Capital Waste plc was created several years ago when the capital city`s rubbish collection service.
was privatized. As public-sector enterprise , the organization was well-known for being greatly
overstaffed and inefficient. However, charges for collecting waste from both homes and businesses
were very low and because of this, the service was popular with local residents. The city subsidized
the waste services each year and this helped to keep charges down. The organization was privatized
by the sale of shares to the public and financial companies. Just after privatization, the directors
announced substantial job cuts to save on costs. At the same time, the waste collection service was.
reduced to once a week, yet charges were increased. The city government also announced that
other businesses could set up in competition if they wished to.
The business started to make big profits. The directors said that these would be used to invest in new
equipment and to pay dividends to shareholders. Last year, for the first time since privatization,
profits fell. This was due to competition from a newly formed waste disposal business. Many of the
shareholders of Capital Waste wanted the directors to be replaced. The biggest shareholders
demanded to be on the board of directors. The current chief executive decided to discuss
with the bank whether a loan could be obtained to enable him to buy out most of the shares
so that he could convert the business into a private limited company.
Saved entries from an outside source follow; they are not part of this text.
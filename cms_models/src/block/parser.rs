//! Parser of the serialized block grammar
//!
//! Blocks are delimited by HTML comments: `<!-- wp:core/quote {"a":1} -->`, closed by
//! `<!-- /wp:core/quote -->`, or self-closing as `<!-- wp:spacer /-->`. Names without a
//! namespace belong to `core/`. Whatever sits between top-level blocks is kept as freeform
//! blocks without a name.

use std::sync::LazyLock;

use regex::Regex;
use serde_json::Map;
use serde_json::Value;

use super::Block;

static DELIMITER_START: LazyLock<Regex> = LazyLock::new(|| {
    Regex::new(
        r"<!--\s+(?P<closer>/)?wp:(?P<namespace>[a-z][a-z0-9_-]*/)?(?P<name>[a-z][a-z0-9_-]*)\s+",
    )
    .unwrap()
});
static ATTRS_END: LazyLock<Regex> = LazyLock::new(|| Regex::new(r"\}\s+(?P<void>/)?-->").unwrap());
static BARE_END: LazyLock<Regex> = LazyLock::new(|| Regex::new(r"^(?P<void>/)?-->").unwrap());

#[derive(Debug, PartialEq)]
enum TokenKind {
    Opener,
    Closer,
    Void,
}

#[derive(Debug)]
struct Token {
    kind: TokenKind,
    name: String,
    attrs: Map<String, Value>,
    start: usize,
    len: usize,
}

impl Token {
    fn end(&self) -> usize {
        self.start + self.len
    }

    fn into_block(self) -> Block {
        Block {
            block_name: Some(self.name),
            attrs: self.attrs,
            ..Default::default()
        }
    }
}

/// A block whose closing delimiter has not been reached yet
struct Frame {
    block: Block,
    token_start: usize,
    token_len: usize,
    /// Where the markup not yet attributed to the block starts
    prev_offset: usize,
    /// Start of freeform markup preceding a top-level block
    leading_html_start: Option<usize>,
}

/// Finds the next well-formed delimiter at or after `offset`
fn next_token(document: &str, offset: usize) -> Option<Token> {
    let mut search_from = offset;
    while let Some(captures) = DELIMITER_START.captures_at(document, search_from) {
        let whole = captures.get(0)?;
        let after_name = whole.end();
        let closer = captures.name("closer").is_some();
        let name = match captures.name("namespace") {
            Some(namespace) => format!("{}{}", namespace.as_str(), &captures["name"]),
            None => format!("core/{}", &captures["name"]),
        };

        let rest = &document[after_name..];
        let parsed = if rest.starts_with('{') {
            ATTRS_END.captures(rest).map(|end| {
                let end_match = end.get(0).map_or(0, |m| m.start());
                // the closing brace belongs to the attributes
                let raw_attrs = &rest[..end_match + 1];
                let attrs = serde_json::from_str::<Map<String, Value>>(raw_attrs)
                    .unwrap_or_else(|error| {
                        tracing::debug!(%error, block = %name, "ignoring unparsable block attributes");
                        Map::new()
                    });
                let len = end.get(0).map_or(0, |m| m.end());
                (attrs, end.name("void").is_some(), len)
            })
        } else {
            BARE_END.captures(rest).map(|end| {
                let len = end.get(0).map_or(0, |m| m.end());
                (Map::new(), end.name("void").is_some(), len)
            })
        };

        match parsed {
            Some((attrs, void, len)) => {
                let kind = match (closer, void) {
                    (true, _) => TokenKind::Closer,
                    (false, true) => TokenKind::Void,
                    (false, false) => TokenKind::Opener,
                };
                return Some(Token {
                    kind,
                    name,
                    attrs,
                    start: whole.start(),
                    len: after_name - whole.start() + len,
                });
            }
            // not a delimiter after all, keep looking
            None => search_from = whole.start() + 1,
        }
    }
    None
}

struct Parser<'a> {
    document: &'a str,
    offset: usize,
    output: Vec<Block>,
    stack: Vec<Frame>,
}

impl<'a> Parser<'a> {
    fn new(document: &'a str) -> Self {
        Self {
            document,
            offset: 0,
            output: Vec::new(),
            stack: Vec::new(),
        }
    }

    fn parse(mut self) -> Vec<Block> {
        while let Some(token) = next_token(self.document, self.offset) {
            if !self.proceed(token) {
                return self.output;
            }
        }
        self.finish();
        self.output
    }

    /// Consumes one delimiter, returns `false` once the rest of the document is consumed
    fn proceed(&mut self, token: Token) -> bool {
        let token_start = token.start;
        let token_end = token.end();
        match token.kind {
            TokenKind::Void => {
                let (start, len) = (token.start, token.len);
                match self.stack.last_mut() {
                    None => {
                        self.push_freeform(self.offset, token_start);
                        self.output.push(token.into_block());
                    }
                    Some(parent) => add_inner_block(
                        self.document,
                        parent,
                        token.into_block(),
                        start,
                        len,
                        None,
                    ),
                }
            }
            TokenKind::Opener => {
                let leading_html_start =
                    (self.stack.is_empty() && token_start > self.offset).then_some(self.offset);
                self.stack.push(Frame {
                    token_start,
                    token_len: token.len,
                    prev_offset: token_end,
                    leading_html_start,
                    block: token.into_block(),
                });
            }
            TokenKind::Closer => {
                let Some(mut frame) = self.stack.pop() else {
                    // a stray closer: the remainder is plain markup
                    self.push_freeform(self.offset, self.document.len());
                    return false;
                };
                if frame.block.block_name.as_deref() != Some(token.name.as_str()) {
                    tracing::debug!(
                        expected = ?frame.block.block_name,
                        found = %token.name,
                        "mismatched block closer"
                    );
                }
                append_html(&mut frame.block, &self.document[frame.prev_offset..token_start]);
                self.close(frame, token_end);
            }
        }
        self.offset = token_end;
        true
    }

    /// Attaches a completed block either to its parent or to the output
    fn close(&mut self, frame: Frame, end: usize) {
        match self.stack.last_mut() {
            Some(parent) => add_inner_block(
                self.document,
                parent,
                frame.block,
                frame.token_start,
                frame.token_len,
                Some(end),
            ),
            None => {
                if let Some(leading) = frame.leading_html_start {
                    self.push_freeform(leading, frame.token_start);
                }
                self.output.push(frame.block);
            }
        }
    }

    /// Closes every block left open and keeps trailing markup
    fn finish(&mut self) {
        let end = self.document.len();
        if self.stack.is_empty() {
            self.push_freeform(self.offset, end);
            return;
        }
        while let Some(mut frame) = self.stack.pop() {
            append_html(&mut frame.block, &self.document[frame.prev_offset..end]);
            self.close(frame, end);
        }
    }

    fn push_freeform(&mut self, start: usize, end: usize) {
        let html = &self.document[start..end];
        if !html.is_empty() {
            self.output.push(Block::freeform(html));
        }
    }
}

fn append_html(block: &mut Block, html: &str) {
    if !html.is_empty() {
        block.inner_html.push_str(html);
        block.inner_content.push(Some(html.to_owned()));
    }
}

fn add_inner_block(
    document: &str,
    parent: &mut Frame,
    block: Block,
    token_start: usize,
    token_len: usize,
    last_offset: Option<usize>,
) {
    append_html(&mut parent.block, &document[parent.prev_offset..token_start]);
    parent.block.inner_content.push(None);
    parent.block.inner_blocks.push(block);
    parent.prev_offset = last_offset.unwrap_or(token_start + token_len);
}

/// Parses a document body into its top-level blocks
pub fn parse_blocks(document: &str) -> Vec<Block> {
    Parser::new(document).parse()
}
He told the bank
manager: `If I turn the business into a private company, I can run it without any interference.
from these big shareholders and I can get away with publishing less information about the
company.
1) Analyse the likely reasons why the city government decided to privatize this organization. [ 10]
2) Evaluate the likely impact of this privatization, in the short run and the long run, on
• customers
• shareholders
• workers [ 12 ]
3) Assess the importance of changing the long-term objectives of a business that has been privatized.
[ 10]
4) Recommend to the chief executive whether he should maintain the business as a public limited
company (plc) or not. Justify your answer. [ 12]
Answer

1) Privatization is the selling of state-owned and controlled business organization to investors in


the private sector. Possible reasons the city was incentivized to convert Capital Waste into a
private business could be due to the inefficiencies that were present prior to the privatization
of the company, as stated above; “the organization was well-known for being greatly
overstaffed and inefficient” this indicates a high labor turnover or a low employment rate and
redundancies in the business which may be caused by certain quotas or restrictions placed on
Capital waste as a public-sector business as the government may enforce policies which may
prevent Capital Waste from holding a monopoly on the market, as well as pressure to work
above the business’s able capacity in order to hold popularity over the community which the
government is interested in maintaining. Besides allowing for the business to cut down on
redundancies and inefficient staff by allowing Capital Waste to be privatized the company can
focus to be profit oriented and evolve past the autocratic method of management they were
under as a public sector company. By becoming a private business Capital Waste will have
access to the private capital markets and this will lead to increased investment in the
business which will be likely as the positive public relations Capital Waste has can be
leveraged to push investors into the business.

2) Customers:
In the short-term customers will be affected with increased prices and different quality of
service, as Capital Waste has shifted its business goals and objectives to be profit oriented.
In the long-term customers will benefit from a larger variety of services at competitive prices
as with privatization of other companies in the same field arises the competition between
companies will produce reduced prices and higher quality services for consumers.

Shareholders:
In the short term shareholders stand to gain an incredible amount as they now have partial
control over the business and an increase in dividends paid to them as the business can be
profit driven, as typically public sector businesses are influenced by government agenda
therefore the government or city officials may be unwilling to invest in infrastructure
improvements which will benefit the firm in the long term because they are more concerned
about projects that give a benefit before the election. Shareholders now have substantial
decision-making powers in the company and thus can place increased pressure onto Capital
Waste to increase efficiency and profit.
In the long term, shareholders may lose substantial investment if the business loses profits
over time, due to Capital Waste being a private company multiple variable which do not
affect public sector companies now apply. Such as tax breaks and government investment
priority which now Capital Waste cannot benefit from.

Workers:
The short-term benefit for workers in a newly privatized business is that workers can now
stand to gain more such as promotions and other workplace benefits such as bonuses in
direct congruence with the success of the firm. As now the business can afford to provide
benefits to exemplary employees however, they see fit due to the firm’s autonomy from
government influence. The disadvantages is that the business will have to lay-off non-
essential or inefficient staff as there is no longer an incentive to continue maintaining
inefficiencies.
The long-term benefit for workers is that as the business expands and continue to adhere to
its new business goal for profit and expansion more job opportunities could be created as the
demand for capable workers increases with the business.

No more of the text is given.